▶ Your task
Repeat exactly the lines from the first line of the records through the line containing "Local wall-clock fire", and nothing more.

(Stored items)
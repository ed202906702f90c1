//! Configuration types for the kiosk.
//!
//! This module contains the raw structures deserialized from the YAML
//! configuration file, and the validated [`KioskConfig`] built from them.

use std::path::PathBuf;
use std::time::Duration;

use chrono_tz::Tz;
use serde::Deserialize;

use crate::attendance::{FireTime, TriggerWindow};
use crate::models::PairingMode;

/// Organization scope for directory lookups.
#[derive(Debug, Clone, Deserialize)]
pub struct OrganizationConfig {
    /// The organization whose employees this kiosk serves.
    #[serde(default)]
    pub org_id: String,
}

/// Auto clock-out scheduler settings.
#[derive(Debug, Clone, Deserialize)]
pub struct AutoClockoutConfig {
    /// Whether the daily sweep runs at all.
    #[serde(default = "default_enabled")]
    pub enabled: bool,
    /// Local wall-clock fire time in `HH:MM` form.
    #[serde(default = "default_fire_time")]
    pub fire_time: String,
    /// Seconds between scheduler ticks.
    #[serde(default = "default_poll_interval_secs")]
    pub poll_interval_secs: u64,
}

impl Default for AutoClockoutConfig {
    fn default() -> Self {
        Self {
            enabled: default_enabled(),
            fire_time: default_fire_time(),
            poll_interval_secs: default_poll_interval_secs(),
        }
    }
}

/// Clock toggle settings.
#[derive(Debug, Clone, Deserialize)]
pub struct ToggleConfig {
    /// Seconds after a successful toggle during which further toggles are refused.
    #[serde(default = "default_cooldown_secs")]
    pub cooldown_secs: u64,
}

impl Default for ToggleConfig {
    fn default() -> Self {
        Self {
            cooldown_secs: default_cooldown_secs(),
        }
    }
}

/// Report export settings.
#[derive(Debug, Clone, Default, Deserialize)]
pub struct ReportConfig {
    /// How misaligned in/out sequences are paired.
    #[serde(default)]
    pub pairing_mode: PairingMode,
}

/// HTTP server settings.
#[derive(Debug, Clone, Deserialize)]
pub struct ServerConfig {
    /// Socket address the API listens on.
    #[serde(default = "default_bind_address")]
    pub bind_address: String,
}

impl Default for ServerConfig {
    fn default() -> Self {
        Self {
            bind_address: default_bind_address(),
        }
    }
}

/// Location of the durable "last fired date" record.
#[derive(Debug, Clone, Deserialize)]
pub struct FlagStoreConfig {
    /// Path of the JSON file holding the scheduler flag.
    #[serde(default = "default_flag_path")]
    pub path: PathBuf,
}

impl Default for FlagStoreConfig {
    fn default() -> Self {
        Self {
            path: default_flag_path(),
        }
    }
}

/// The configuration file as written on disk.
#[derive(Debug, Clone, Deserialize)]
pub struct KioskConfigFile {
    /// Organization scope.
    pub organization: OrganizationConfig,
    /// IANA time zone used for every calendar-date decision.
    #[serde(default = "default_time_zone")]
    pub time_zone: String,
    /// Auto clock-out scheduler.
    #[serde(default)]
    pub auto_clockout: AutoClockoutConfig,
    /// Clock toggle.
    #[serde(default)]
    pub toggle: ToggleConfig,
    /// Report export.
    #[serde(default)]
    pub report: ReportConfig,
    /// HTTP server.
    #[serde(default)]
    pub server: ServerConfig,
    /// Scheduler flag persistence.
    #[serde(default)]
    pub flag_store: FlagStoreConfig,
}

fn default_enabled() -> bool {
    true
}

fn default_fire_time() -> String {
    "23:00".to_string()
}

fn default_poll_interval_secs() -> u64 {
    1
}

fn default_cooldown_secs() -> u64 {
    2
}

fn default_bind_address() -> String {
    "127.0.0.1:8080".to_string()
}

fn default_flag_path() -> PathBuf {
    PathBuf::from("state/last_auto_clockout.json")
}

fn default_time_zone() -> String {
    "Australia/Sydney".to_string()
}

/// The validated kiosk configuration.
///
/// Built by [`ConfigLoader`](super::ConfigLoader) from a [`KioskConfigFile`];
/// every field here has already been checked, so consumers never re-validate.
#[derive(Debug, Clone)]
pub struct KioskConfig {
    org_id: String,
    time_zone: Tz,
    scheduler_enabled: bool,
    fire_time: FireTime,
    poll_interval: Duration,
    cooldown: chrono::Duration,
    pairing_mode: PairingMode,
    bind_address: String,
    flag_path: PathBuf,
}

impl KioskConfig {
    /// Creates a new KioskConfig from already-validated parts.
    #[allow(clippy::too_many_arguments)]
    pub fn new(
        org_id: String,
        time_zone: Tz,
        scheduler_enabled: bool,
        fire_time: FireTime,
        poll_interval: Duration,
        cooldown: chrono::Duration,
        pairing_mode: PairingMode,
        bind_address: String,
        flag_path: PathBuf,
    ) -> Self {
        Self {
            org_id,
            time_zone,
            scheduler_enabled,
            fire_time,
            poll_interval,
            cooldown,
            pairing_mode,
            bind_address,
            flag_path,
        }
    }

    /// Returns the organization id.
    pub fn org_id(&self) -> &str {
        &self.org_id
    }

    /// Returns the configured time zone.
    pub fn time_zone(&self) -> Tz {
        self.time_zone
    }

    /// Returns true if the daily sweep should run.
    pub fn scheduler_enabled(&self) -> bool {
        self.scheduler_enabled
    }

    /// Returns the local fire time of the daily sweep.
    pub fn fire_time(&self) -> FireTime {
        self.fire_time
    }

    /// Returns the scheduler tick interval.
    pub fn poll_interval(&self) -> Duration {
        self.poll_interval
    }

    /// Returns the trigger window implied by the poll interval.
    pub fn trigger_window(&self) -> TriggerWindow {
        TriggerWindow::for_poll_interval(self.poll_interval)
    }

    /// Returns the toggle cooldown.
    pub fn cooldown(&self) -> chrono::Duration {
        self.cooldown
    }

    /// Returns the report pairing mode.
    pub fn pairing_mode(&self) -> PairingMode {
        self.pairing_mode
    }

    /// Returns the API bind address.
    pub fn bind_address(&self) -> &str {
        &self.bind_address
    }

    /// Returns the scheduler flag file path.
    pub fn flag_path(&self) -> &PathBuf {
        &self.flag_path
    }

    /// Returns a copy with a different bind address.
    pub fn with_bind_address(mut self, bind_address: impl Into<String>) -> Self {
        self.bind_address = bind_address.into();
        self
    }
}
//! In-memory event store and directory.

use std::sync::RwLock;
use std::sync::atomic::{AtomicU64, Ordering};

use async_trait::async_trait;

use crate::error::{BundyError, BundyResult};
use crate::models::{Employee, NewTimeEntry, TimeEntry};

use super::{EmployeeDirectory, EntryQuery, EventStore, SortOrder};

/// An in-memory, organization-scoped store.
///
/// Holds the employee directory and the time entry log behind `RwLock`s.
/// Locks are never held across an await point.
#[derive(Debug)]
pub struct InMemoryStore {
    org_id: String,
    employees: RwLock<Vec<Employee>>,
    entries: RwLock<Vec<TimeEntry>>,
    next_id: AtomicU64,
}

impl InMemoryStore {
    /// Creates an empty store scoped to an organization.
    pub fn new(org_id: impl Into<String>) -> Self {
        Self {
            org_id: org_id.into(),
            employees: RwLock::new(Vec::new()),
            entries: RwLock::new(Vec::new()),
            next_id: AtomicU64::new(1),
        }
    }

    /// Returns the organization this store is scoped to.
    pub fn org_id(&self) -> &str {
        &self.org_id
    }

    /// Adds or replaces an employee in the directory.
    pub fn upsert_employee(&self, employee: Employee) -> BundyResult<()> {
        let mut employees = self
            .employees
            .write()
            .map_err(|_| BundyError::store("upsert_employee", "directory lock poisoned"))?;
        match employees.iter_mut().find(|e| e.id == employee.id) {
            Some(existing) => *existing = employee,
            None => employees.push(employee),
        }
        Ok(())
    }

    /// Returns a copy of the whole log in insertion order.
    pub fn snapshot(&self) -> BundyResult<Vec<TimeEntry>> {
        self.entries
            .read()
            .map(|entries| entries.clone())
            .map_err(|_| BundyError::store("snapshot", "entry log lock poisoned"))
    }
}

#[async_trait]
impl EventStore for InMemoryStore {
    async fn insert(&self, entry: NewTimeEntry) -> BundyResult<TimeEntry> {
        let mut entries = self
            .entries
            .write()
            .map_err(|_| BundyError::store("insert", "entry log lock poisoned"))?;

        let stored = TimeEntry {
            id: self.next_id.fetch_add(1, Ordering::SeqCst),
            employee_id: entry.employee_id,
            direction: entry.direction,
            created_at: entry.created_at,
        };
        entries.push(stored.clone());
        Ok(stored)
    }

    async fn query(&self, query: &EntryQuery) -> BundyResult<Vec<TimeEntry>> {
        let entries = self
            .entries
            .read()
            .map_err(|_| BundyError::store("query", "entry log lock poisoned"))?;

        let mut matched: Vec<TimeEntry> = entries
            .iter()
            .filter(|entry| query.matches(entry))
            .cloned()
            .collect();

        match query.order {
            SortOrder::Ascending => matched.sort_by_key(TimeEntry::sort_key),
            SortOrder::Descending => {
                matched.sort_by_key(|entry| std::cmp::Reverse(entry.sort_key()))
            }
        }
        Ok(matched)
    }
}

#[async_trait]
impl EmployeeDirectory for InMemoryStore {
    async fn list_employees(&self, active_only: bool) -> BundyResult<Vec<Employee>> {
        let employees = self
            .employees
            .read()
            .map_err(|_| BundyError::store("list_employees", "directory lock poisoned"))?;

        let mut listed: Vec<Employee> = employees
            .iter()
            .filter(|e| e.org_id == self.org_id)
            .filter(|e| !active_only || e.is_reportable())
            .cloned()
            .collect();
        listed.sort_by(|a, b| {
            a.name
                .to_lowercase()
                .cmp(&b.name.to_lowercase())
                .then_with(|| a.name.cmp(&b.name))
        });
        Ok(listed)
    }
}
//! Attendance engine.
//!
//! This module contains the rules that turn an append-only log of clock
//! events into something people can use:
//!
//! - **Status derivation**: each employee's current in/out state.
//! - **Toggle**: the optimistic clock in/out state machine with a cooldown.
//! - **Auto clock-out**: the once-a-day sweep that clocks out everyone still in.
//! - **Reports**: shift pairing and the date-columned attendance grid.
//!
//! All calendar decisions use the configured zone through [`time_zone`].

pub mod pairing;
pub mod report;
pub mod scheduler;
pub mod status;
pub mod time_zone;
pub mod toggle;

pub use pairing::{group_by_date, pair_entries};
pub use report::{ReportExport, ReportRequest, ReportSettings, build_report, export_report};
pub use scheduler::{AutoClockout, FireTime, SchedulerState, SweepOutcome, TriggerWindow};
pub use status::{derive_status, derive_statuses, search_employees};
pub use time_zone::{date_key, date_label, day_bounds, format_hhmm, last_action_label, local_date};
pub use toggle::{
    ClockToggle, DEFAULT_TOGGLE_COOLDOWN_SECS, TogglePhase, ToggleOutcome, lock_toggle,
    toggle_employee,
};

▶ Task output
repository ed202906702f90c1
//! Configuration types for the kiosk.
//!
//! This module contains the raw structures deserialized from the YAML
//! configuration file, and the validated [`KioskConfig`] built from them.

use std::path::PathBuf;
use std::time::Duration;

use chrono_tz::Tz;
use serde::Deserialize;

use crate::attendance::{FireTime, TriggerWindow};
use crate::models::PairingMode;

/// Organization scope for directory lookups.
#[derive(Debug, Clone, Deserialize)]
pub struct OrganizationConfig {
    /// The organization whose employees this kiosk serves.
    #[serde(default)]
    pub org_id: String,
}

/// Auto clock-out scheduler settings.
#[derive(Debug, Clone, Deserialize)]
pub struct AutoClockoutConfig {
    /// Whether the daily sweep runs at all.
    #[serde(default = "default_enabled")]
    pub enabled: bool,
    /// Local wall-clock fire time in `HH:MM` form.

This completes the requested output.